I used the following code to parse the HTML of another site but it display the fatal error:
$html=file_get_html('http://www.google.co.in');
Fatal error: Call to undefined function file_get_html()
are you sure you have downloaded and included php simple html dom parser ?
You are calling class does not belong to php.
Download simple_html_dom class here and use the methods included as you like it.

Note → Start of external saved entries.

#![allow(dead_code)]

use std::f32::consts::PI;

use voiceshift::{ProcessorConfig, VoiceProcessor};

pub const SR: u32 = 48_000;

pub fn gen_sine<F>(freq_hz: f32, sr: u32, n: usize, amp_fn: F) -> Vec<f32>
where
    F: Fn(usize) -> f32,
{
    (0..n)
        .map(|i| {
            let phase = 2.0 * PI * freq_hz * i as f32 / sr as f32;
            amp_fn(i) * phase.sin()
        })
        .collect()
}

/// Harmonic series on `f0` shaped by a Gaussian envelope centred at
/// `formant_hz`: a crude vowel.
pub fn gen_vowel(f0: f32, formant_hz: f32, width_hz: f32, sr: u32, n: usize) -> Vec<f32> {
    let nyquist = sr as f32 / 2.0;
    let harmonics: Vec<(f32, f32)> = (1..)
        .map(|k| k as f32 * f0)
        .take_while(|&f| f < nyquist * 0.9)
        .map(|f| {
            let amp = (-0.5 * ((f - formant_hz) / width_hz).powi(2)).exp();
            (f, amp * 0.1)
        })
        .collect();
    (0..n)
        .map(|i| {
            let t = i as f32 / sr as f32;
            harmonics
                .iter()
                .map(|&(f, a)| a * (2.0 * PI * f * t).sin())
                .sum()
        })
        .collect()
}

pub fn windowed_rms(signal: &[f32], start: usize, len: usize) -> f64 {
    if signal.is_empty() || len == 0 {
        return 0.0;
    }
    let start = start.min(signal.len());
    let end = (start + len).min(signal.len());
    if end <= start {
        return 0.0;
    }
    let sum_sq: f64 = signal[start..end]
        .iter()
        .map(|&s| {
            let v = s as f64;
            v * v
        })
        .sum();
    (sum_sq / (end - start) as f64).sqrt()
}

/// Amplitude of the component at `freq_hz`, via a Hann-windowed Goertzel
/// filter.
pub fn tone_amplitude(signal: &[f32], freq_hz: f32, sr: u32) -> f64 {
    let n = signal.len();
    if n == 0 {
        return 0.0;
    }
    let w = 2.0 * std::f64::consts::PI * freq_hz as f64 / sr as f64;
    let coeff = 2.0 * w.cos();
    let (mut s1, mut s2) = (0.0f64, 0.0f64);
    let mut window_sum = 0.0f64;
    for (i, &x) in signal.iter().enumerate() {
        let win = 0.5 - 0.5 * (2.0 * std::f64::consts::PI * i as f64 / n as f64).cos();
        window_sum += win;
        let s0 = x as f64 * win + coeff * s1 - s2;
        s2 = s1;
        s1 = s0;
    }
    let power = s1 * s1 + s2 * s2 - coeff * s1 * s2;
    2.0 * power.max(0.0).sqrt() / window_sum
}

/// Frequency with the most energy between `lo_hz` and `hi_hz`, scanned in
/// `step_hz` increments.
pub fn dominant_frequency(signal: &[f32], sr: u32, lo_hz: f32, hi_hz: f32, step_hz: f32) -> f32 {
    let mut best = (lo_hz, 0.0f64);
    let mut f = lo_hz;
    while f <= hi_hz {
        let a = tone_amplitude(signal, f, sr);
        if a > best.1 {
            best = (f, a);
        }
        f += step_hz;
    }
    best.0
}

/// Index of the strongest harmonic of `f0` in `signal`, 1-based.
pub fn strongest_harmonic(signal: &[f32], f0: f32, sr: u32) -> usize {
    let nyquist = sr as f32 / 2.0;
    (1..)
        .take_while(|&k| k as f32 * f0 < nyquist * 0.8)
        .map(|k| (k, tone_amplitude(signal, k as f32 * f0, sr)))
        .max_by(|a, b| a.1.total_cmp(&b.1))
        .map(|(k, _)| k)
        .unwrap_or(0)
}

/// Streams `input` through a fresh processor in `block`-sized calls.
pub fn run_blocks(
    config: ProcessorConfig,
    input: &[f32],
    block: usize,
    pitch: f32,
    formant: f32,
) -> Vec<f32> {
    let mut processor = VoiceProcessor::with_config(config).unwrap();
    processor.set_pitch(pitch);
    processor.set_formant(formant);
    let mut out = input.to_vec();
    for chunk in out.chunks_mut(block) {
        processor.process(chunk);
    }
    out
}

pub fn max_abs_diff(a: &[f32], b: &[f32]) -> f32 {
    a.iter()
        .zip(b.iter())
        .map(|(x, y)| (x - y).abs())
        .fold(0.0, f32::max)
}

pub fn max_step(signal: &[f32]) -> f32 {
    signal
        .windows(2)
        .map(|w| (w[1] - w[0]).abs())
        .fold(0.0, f32::max)
}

It is really great especially when you are working with Emails-newsletter:
include_once('simple_html_dom.php');
$html = file_get_html('http://www.google.co.in');
As everyone have told you, you are seeing this error because you obviously didn't downloaded and included simple_html_dom class after you just copy pasted that third party code,
Now you have two options, option one is what all other developers have provided in their answers along with mine,
However my friend,
Option two is to not use that third party php class at all! and use the php developer's default class to perform same task, and that class is always loaded with php, so there is also efficiency in using this method along with originality plus security!
Instead of file_get_html which not a function defined by php developers use-
$doc = new DOMDocument();
$doc->loadHTMLFile("filename.html");
echo $doc->saveHTML(); that's indeed defined by them. Check it on php.net/manual(Original php manual by its devs)

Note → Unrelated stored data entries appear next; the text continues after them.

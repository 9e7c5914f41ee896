//! Link types
//!
//! Defines the link relations, the hyperlink value type, and the per-page
//! link collection.

use serde::{Deserialize, Serialize};
use std::fmt;

/// The navigational roles a pagination link can play.
#[derive(Debug, Clone, Copy, PartialEq, Eq, Hash)]
pub enum LinkRelation {
    /// The page itself
    SelfRel,
    /// The first page of the result set
    First,
    /// The page preceding the current one
    Prev,
    /// The page following the current one
    Next,
    /// The last page of the result set
    Last,
}

impl LinkRelation {
    /// The relation name as it appears on the wire
    pub fn as_str(self) -> &'static str {
        match self {
            Self::SelfRel => "self",
            Self::First => "first",
            Self::Prev => "prev",
            Self::Next => "next",
            Self::Last => "last",
        }
    }
}

impl fmt::Display for LinkRelation {
    fn fmt(&self, f: &mut fmt::Formatter<'_>) -> fmt::Result {
        f.write_str(self.as_str())
    }
}

impl From<LinkRelation> for String {
    fn from(rel: LinkRelation) -> Self {
        rel.as_str().to_string()
    }
}

/// A single hyperlink: a relation name plus a concrete href.
///
/// The relation is kept as a string so callers can supply links under custom
/// relations; links produced by this crate use the [`LinkRelation`] names.
#[derive(Debug, Clone, PartialEq, Eq, Serialize, Deserialize)]
pub struct Link {
    /// The role this link plays relative to the current page
    pub rel: String,
    /// Concrete URI, never containing template placeholders
    pub href: String,
}

impl Link {
    /// Create a new link
    pub fn new(rel: impl Into<String>, href: impl Into<String>) -> Self {
        Self {
            rel: rel.into(),
            href: href.into(),
        }
    }

    /// The same href re-keyed under another relation
    pub fn with_rel(&self, rel: impl Into<String>) -> Self {
        Self::new(rel, self.href.clone())
    }
}

/// The set of navigational links computed for one page.
///
/// Holds at most one link per relation, in insertion order.
#[derive(Debug, Clone, Default, PartialEq, Eq, Serialize, Deserialize)]
#[serde(transparent)]
pub struct LinkSet {
    links: Vec<Link>,
}

impl LinkSet {
    /// Create an empty link set
    pub fn new() -> Self {
        Self::default()
    }

    /// Insert a link for `rel`, replacing any existing link with the same
    /// relation
    pub fn insert(&mut self, rel: LinkRelation, href: impl Into<String>) {
        self.insert_link(Link::new(rel, href));
    }

    /// Insert a pre-built link, replacing any existing link with the same
    /// relation
    pub fn insert_link(&mut self, link: Link) {
        self.links.retain(|existing| existing.rel != link.rel);
        self.links.push(link);
    }

    /// The link for `rel`, if present
    pub fn get(&self, rel: LinkRelation) -> Option<&Link> {
        self.links.iter().find(|link| link.rel == rel.as_str())
    }

    /// Whether a link for `rel` is present
    pub fn has(&self, rel: LinkRelation) -> bool {
        self.get(rel).is_some()
    }

    /// The href for `rel`, if present
    pub fn href(&self, rel: LinkRelation) -> Option<&str> {
        self.get(rel).map(|link| link.href.as_str())
    }

    /// Iterate over the links in insertion order
    pub fn iter(&self) -> impl Iterator<Item = &Link> {
        self.links.iter()
    }

    /// Number of links in the set
    pub fn len(&self) -> usize {
        self.links.len()
    }

    /// Whether the set holds no links
    pub fn is_empty(&self) -> bool {
        self.links.is_empty()
    }
}

impl IntoIterator for LinkSet {
    type Item = Link;
    type IntoIter = std::vec::IntoIter<Link>;

    fn into_iter(self) -> Self::IntoIter {
        self.links.into_iter()
    }
}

This puts the HTML into a DOM object which can be parsed by individual tags, attributes, etc.. Here is an example of getting all the 'href' attributes and corresponding node values out of the 'a' tag. Very cool....
$tags = $doc->getElementsByTagName('a');
foreach ($tags as $tag) {
echo $tag->getAttribute('href').' | '.$tag->nodeValue."\n";
}
P.S. : PLEASE UPVOTE IF YOU LIKED MY ANSWER WILL HELP MY REPUTATION ON STACKOVERFLOW, THIS PEOPLES THINK I'M NOOB!

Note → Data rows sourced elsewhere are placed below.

//! Ambient request context
//!
//! Link generation needs a base URI to root the produced hyperlinks. When the
//! assembler has no explicit base configured, it asks a [`RequestContext`] for
//! the absolute URI of the request currently being served. Web-framework
//! adapters implement the trait on their side; [`FixedRequest`] covers
//! non-web callers and tests.

use crate::error::{Error, Result};
use url::Url;

/// Supplies the URI of the request currently being served.
pub trait RequestContext: Send + Sync {
    /// Absolute URI of the current request, including its query string.
    fn request_uri(&self) -> Url;
}

/// A context that always reports the same request URI.
#[derive(Debug, Clone)]
pub struct FixedRequest {
    uri: Url,
}

impl FixedRequest {
    /// Create a context from an already-parsed URI
    pub fn new(uri: Url) -> Self {
        Self { uri }
    }

    /// Parse an absolute URI string into a context
    pub fn parse(uri: &str) -> Result<Self> {
        let parsed = Url::parse(uri).map_err(|source| Error::invalid_base_uri(uri, source))?;
        Ok(Self::new(parsed))
    }
}

impl RequestContext for FixedRequest {
    fn request_uri(&self) -> Url {
        self.uri.clone()
    }
}

#[cfg(test)]
mod tests {
    use super::*;

    #[test]
    fn test_fixed_request_roundtrip() {
        let context = FixedRequest::parse("http://localhost/people?sort=name").unwrap();
        assert_eq!(
            context.request_uri().as_str(),
            "http://localhost/people?sort=name"
        );
    }

    #[test]
    fn test_fixed_request_rejects_relative_uri() {
        let result = FixedRequest::parse("/people");
        assert!(matches!(result, Err(Error::InvalidBaseUri { .. })));
    }
}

It looks like you're looking for simplexml_load_file which will load a file and put it into a SimpleXML object.
Of course, if it is not well-formatted that might cause problems. Your other option is DomObject::loadHTMLFile. That is a good deal more forgiving of badly formed documents.
If you don't care about the XML and just want the data, you can use file_get_contents.
$html = file_get_contents('http://www.google.co.in');
to get the html content of the page
in simple words
download the simple_html_dom.php from here Click here
now write these line to your Php file
include_once('simple_html_dom.php');
and start your coading after that
$html = file_get_html('http://www.google.co.in');
no error will be displayed
Try file_get_contents.
http://www.php.net/manual/en/function.file-get-contents.php

Possible to use PHP to simulate an iFrame so I can access the DOM of a non hosted page?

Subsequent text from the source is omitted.